A step-by-step easy R tutorial for survival analysis, Cox regression and Kaplan-Meier curves
In this easy, step-by-step tutorial you will learn how to conduct survival analysis in R, including log rank test, Cox regression, Kaplan-Meier curves, and more!
If you are not familiar with survival analysis, check my posts on introduction to survival analysis, Kaplan-Meier curves, log rank test and Cox regression. They are easy explanations with examples and how to interpret the results of your survival analysis.
Now it’s time to all that theory into practice and do survival analysis in R. In this tutorial, we will learn how to do a complete survival analysis including:
- plotting a Kaplan Meier curve
- testing for differences between groups using the log rank test
- building a survival model with Cox regression
- and visualising our results with a forest plot.

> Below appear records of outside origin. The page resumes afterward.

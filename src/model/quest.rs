//! Quest data model for the questforge orchestrator.
//!
//! A quest is the top-level unit of work: an ordered set of phases, a task
//! list discovered during planning, and the bookkeeping that lets the
//! orchestrator resume, rewind, and recover. Quests are persisted as JSON by
//! the quest manager after every state transition; everything here derives
//! serde so the on-disk document is just this struct.

use chrono::{DateTime, Utc};
use serde::{Deserialize, Serialize};
use std::collections::BTreeMap;

/// Scope key used for phase-wide (non task-scoped) spiritmender tracking.
pub const GLOBAL_SCOPE: &str = "global";

/// Overall quest status.
#[derive(Debug, Clone, Copy, PartialEq, Eq, Serialize, Deserialize)]
#[serde(rename_all = "snake_case")]
pub enum QuestStatus {
    InProgress,
    Blocked,
    Complete,
    Abandoned,
}

/// Status of a single phase.
///
/// A phase only moves forward (pending → in_progress → complete), except
/// discovery, which an escape hatch may reset to pending together with
/// `needs_refinement`.
#[derive(Debug, Clone, Copy, PartialEq, Eq, Serialize, Deserialize)]
#[serde(rename_all = "snake_case")]
pub enum PhaseStatus {
    Pending,
    InProgress,
    Complete,
    Skipped,
}

/// Status of a single task.
#[derive(Debug, Clone, Copy, PartialEq, Eq, Default, Serialize, Deserialize)]
#[serde(rename_all = "snake_case")]
pub enum TaskStatus {
    #[default]
    Pending,
    Complete,
    Skipped,
}

/// The four quest phases, in execution order.
#[derive(Debug, Clone, Copy, PartialEq, Eq, Hash, Serialize, Deserialize)]
#[serde(rename_all = "snake_case")]
pub enum PhaseType {
    Discovery,
    Implementation,
    Testing,
    Review,
}

impl PhaseType {
    /// Phase execution order.
    pub const ORDER: [PhaseType; 4] = [
        PhaseType::Discovery,
        PhaseType::Implementation,
        PhaseType::Testing,
        PhaseType::Review,
    ];

    pub fn as_str(&self) -> &'static str {
        match self {
            PhaseType::Discovery => "discovery",
            PhaseType::Implementation => "implementation",
            PhaseType::Testing => "testing",
            PhaseType::Review => "review",
        }
    }
}

impl std::fmt::Display for PhaseType {
    fn fmt(&self, f: &mut std::fmt::Formatter<'_>) -> std::fmt::Result {
        f.write_str(self.as_str())
    }
}

/// Per-phase state recorded on the quest.
#[derive(Debug, Clone, Serialize, Deserialize)]
pub struct PhaseState {
    pub status: PhaseStatus,
    /// Report filename that completed this phase
    #[serde(default, skip_serializing_if = "Option::is_none")]
    pub report: Option<String>,
    #[serde(default, skip_serializing_if = "Option::is_none")]
    pub started_at: Option<DateTime<Utc>>,
    #[serde(default, skip_serializing_if = "Option::is_none")]
    pub completed_at: Option<DateTime<Utc>>,
}

impl Default for PhaseState {
    fn default() -> Self {
        Self {
            status: PhaseStatus::Pending,
            report: None,
            started_at: None,
            completed_at: None,
        }
    }
}

/// The fixed map of quest phases.
#[derive(Debug, Clone, Default, Serialize, Deserialize)]
pub struct PhaseMap {
    pub discovery: PhaseState,
    pub implementation: PhaseState,
    pub testing: PhaseState,
    pub review: PhaseState,
}

impl PhaseMap {
    pub fn get(&self, phase: PhaseType) -> &PhaseState {
        match phase {
            PhaseType::Discovery => &self.discovery,
            PhaseType::Implementation => &self.implementation,
            PhaseType::Testing => &self.testing,
            PhaseType::Review => &self.review,
        }
    }

    pub fn get_mut(&mut self, phase: PhaseType) -> &mut PhaseState {
        match phase {
            PhaseType::Discovery => &mut self.discovery,
            PhaseType::Implementation => &mut self.implementation,
            PhaseType::Testing => &mut self.testing,
            PhaseType::Review => &mut self.review,
        }
    }
}

/// Kind of work a task represents.
#[derive(Debug, Clone, Copy, PartialEq, Eq, Serialize, Deserialize)]
#[serde(rename_all = "snake_case")]
pub enum TaskType {
    Implementation,
    Testing,
}

/// One discrete unit of work, created by the discovery phase.
///
/// Tasks are never deleted - only marked complete or skipped.
#[derive(Debug, Clone, Serialize, Deserialize)]
pub struct Task {
    pub id: String,
    pub name: String,
    #[serde(rename = "type")]
    pub task_type: TaskType,
    #[serde(default)]
    pub description: String,
    #[serde(default)]
    pub dependencies: Vec<String>,
    #[serde(default)]
    pub files_to_create: Vec<String>,
    #[serde(default)]
    pub files_to_edit: Vec<String>,
    /// Observable action ids this task contributes to
    #[serde(default, skip_serializing_if = "Vec::is_empty")]
    pub implements_actions: Vec<String>,
    #[serde(default)]
    pub status: TaskStatus,
    /// Report filename that completed this task (provenance)
    #[serde(default, skip_serializing_if = "Option::is_none")]
    pub completed_by: Option<String>,
    #[serde(default, skip_serializing_if = "Option::is_none")]
    pub completed_at: Option<DateTime<Utc>>,
}

impl Task {
    pub fn is_resolved(&self) -> bool {
        matches!(self.status, TaskStatus::Complete | TaskStatus::Skipped)
    }
}

/// Status of an observable action.
#[derive(Debug, Clone, Copy, PartialEq, Eq, Default, Serialize, Deserialize)]
#[serde(rename_all = "snake_case")]
pub enum ActionStatus {
    #[default]
    Pending,
    Demonstrated,
}

/// A demonstrable acceptance criterion linked to implementation tasks.
///
/// Flips to `demonstrated` only when every task listing it in
/// `implements_actions` is complete or skipped.
#[derive(Debug, Clone, Serialize, Deserialize)]
pub struct ObservableAction {
    pub id: String,
    pub description: String,
    #[serde(default)]
    pub success_criteria: String,
    #[serde(default)]
    pub status: ActionStatus,
}

/// Audit record appended when an agent fires its escape hatch.
#[derive(Debug, Clone, Serialize, Deserialize)]
pub struct RefinementRequest {
    /// Agent role that requested refinement
    pub from_agent: String,
    pub timestamp: DateTime<Utc>,
    /// The agent's analysis of what it found
    pub finding: String,
    /// The agent's recommendation
    pub suggestion: String,
    /// Report sequence number at the time of the request
    pub report_number: u32,
}

/// One entry in the quest's execution history.
#[derive(Debug, Clone, Serialize, Deserialize)]
pub struct ExecutionLogEntry {
    pub report: String,
    #[serde(default, skip_serializing_if = "Option::is_none")]
    pub task_id: Option<String>,
    pub timestamp: DateTime<Utc>,
    pub agent: String,
}

/// The top-level unit of orchestrated work.
#[derive(Debug, Clone, Serialize, Deserialize)]
pub struct Quest {
    /// Slugified title, unique per quest
    pub id: String,
    /// Storage folder key (e.g. "001-add-authentication")
    pub folder: String,
    pub title: String,
    pub status: QuestStatus,
    pub created_at: DateTime<Utc>,
    #[serde(default, skip_serializing_if = "Option::is_none")]
    pub updated_at: Option<DateTime<Utc>>,
    #[serde(default, skip_serializing_if = "Option::is_none")]
    pub completed_at: Option<DateTime<Utc>>,
    /// Original user request the quest was created from
    #[serde(default, skip_serializing_if = "Option::is_none")]
    pub user_request: Option<String>,
    /// Git HEAD at quest creation, for changed-file tracking
    #[serde(default, skip_serializing_if = "Option::is_none")]
    pub baseline_sha: Option<String>,
    pub phases: PhaseMap,
    #[serde(default)]
    pub tasks: Vec<Task>,
    #[serde(default, skip_serializing_if = "Vec::is_empty")]
    pub observable_actions: Vec<ObservableAction>,
    #[serde(default, skip_serializing_if = "Vec::is_empty")]
    pub refinement_requests: Vec<RefinementRequest>,
    /// Set together with resetting discovery to pending; cleared when
    /// discovery re-processes
    #[serde(default)]
    pub needs_refinement: bool,
    /// Spiritmender attempt count per scope (task id or "global")
    #[serde(default, skip_serializing_if = "BTreeMap::is_empty")]
    pub spiritmender_attempts: BTreeMap<String, u32>,
    /// Error text recorded per scope across spiritmender attempts
    #[serde(default, skip_serializing_if = "BTreeMap::is_empty")]
    pub spiritmender_errors: BTreeMap<String, Vec<String>>,
    #[serde(default)]
    pub execution_log: Vec<ExecutionLogEntry>,
    #[serde(default, skip_serializing_if = "Option::is_none")]
    pub abandon_reason: Option<String>,
}

impl Quest {
    pub fn new(
        id: impl Into<String>,
        folder: impl Into<String>,
        title: impl Into<String>,
        user_request: Option<String>,
    ) -> Self {
        Self {
            id: id.into(),
            folder: folder.into(),
            title: title.into(),
            status: QuestStatus::InProgress,
            created_at: Utc::now(),
            updated_at: Some(Utc::now()),
            completed_at: None,
            user_request,
            baseline_sha: None,
            phases: PhaseMap::default(),
            tasks: Vec::new(),
            observable_actions: Vec::new(),
            refinement_requests: Vec::new(),
            needs_refinement: false,
            spiritmender_attempts: BTreeMap::new(),
            spiritmender_errors: BTreeMap::new(),
            execution_log: Vec::new(),
            abandon_reason: None,
        }
    }

    pub fn phase(&self, phase: PhaseType) -> &PhaseState {
        self.phases.get(phase)
    }

    pub fn phase_mut(&mut self, phase: PhaseType) -> &mut PhaseState {
        self.phases.get_mut(phase)
    }

    pub fn task(&self, task_id: &str) -> Option<&Task> {
        self.tasks.iter().find(|t| t.id == task_id)
    }

    pub fn task_mut(&mut self, task_id: &str) -> Option<&mut Task> {
        self.tasks.iter_mut().find(|t| t.id == task_id)
    }

    /// Tasks of the given type that are still pending.
    pub fn pending_tasks(&self, task_type: TaskType) -> Vec<&Task> {
        self.tasks
            .iter()
            .filter(|t| t.task_type == task_type && t.status == TaskStatus::Pending)
            .collect()
    }

    /// Recompute observable action statuses from the current task list.
    ///
    /// An action is demonstrated iff every task that lists it in
    /// `implements_actions` is complete or skipped. Actions no task
    /// references stay pending.
    pub fn sync_observable_actions(&mut self) {
        for action in &mut self.observable_actions {
            let implementing: Vec<&Task> = self
                .tasks
                .iter()
                .filter(|t| t.implements_actions.iter().any(|a| a == &action.id))
                .collect();

            if !implementing.is_empty() && implementing.iter().all(|t| t.is_resolved()) {
                action.status = ActionStatus::Demonstrated;
            }
        }
    }

    /// Task progress as "completed/total".
    pub fn task_progress(&self) -> String {
        let completed = self
            .tasks
            .iter()
            .filter(|t| t.status == TaskStatus::Complete)
            .count();
        format!("{}/{}", completed, self.tasks.len())
    }
}

/// The next actionable phase, or `None` when every phase is resolved.
///
/// First in-progress phase wins (a run was interrupted mid-phase), then the
/// first pending one in execution order.
pub fn current_phase(quest: &Quest) -> Option<PhaseType> {
    for phase in PhaseType::ORDER {
        if quest.phase(phase).status == PhaseStatus::InProgress {
            return Some(phase);
        }
    }
    for phase in PhaseType::ORDER {
        if quest.phase(phase).status == PhaseStatus::Pending {
            return Some(phase);
        }
    }
    None
}

/// A quest is complete when every phase and every task is resolved.
pub fn is_quest_complete(quest: &Quest) -> bool {
    let phases_done = PhaseType::ORDER.iter().all(|p| {
        matches!(
            quest.phase(*p).status,
            PhaseStatus::Complete | PhaseStatus::Skipped
        )
    });
    phases_done && quest.tasks.iter().all(Task::is_resolved)
}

We will use the R packages:
- ggsurvfit
- survminer
- survival
If you are more of a video-based learner, you can check out my Youtube video on how to perform survival analysis in R. Otherwise, just keep reading! And remember you can just copy the code by clicking on the top right corner of the code snippets in this post.
Let’s dive in!
Check out my Youtube video to follow this survival analysis in R tutorial with me!
Before you start…
In this tutorial, we will learn how to do a complete survival analysis including plotting a Kaplan Meier curve, testing for differences using the log rank test, building a survival model with Cox regression, and visualising our results with a forest plot. We will use sample data from the package survival so if you don’t have a dataset to play around with, you can totally follow this tutorial
If you are not that familiar with survival analysis, you might want to check my other posts on on introduction to survival analysis, Kaplan-Meier curves, log rank test and Cox regression. I go over the basic concepts and how to interpret the results.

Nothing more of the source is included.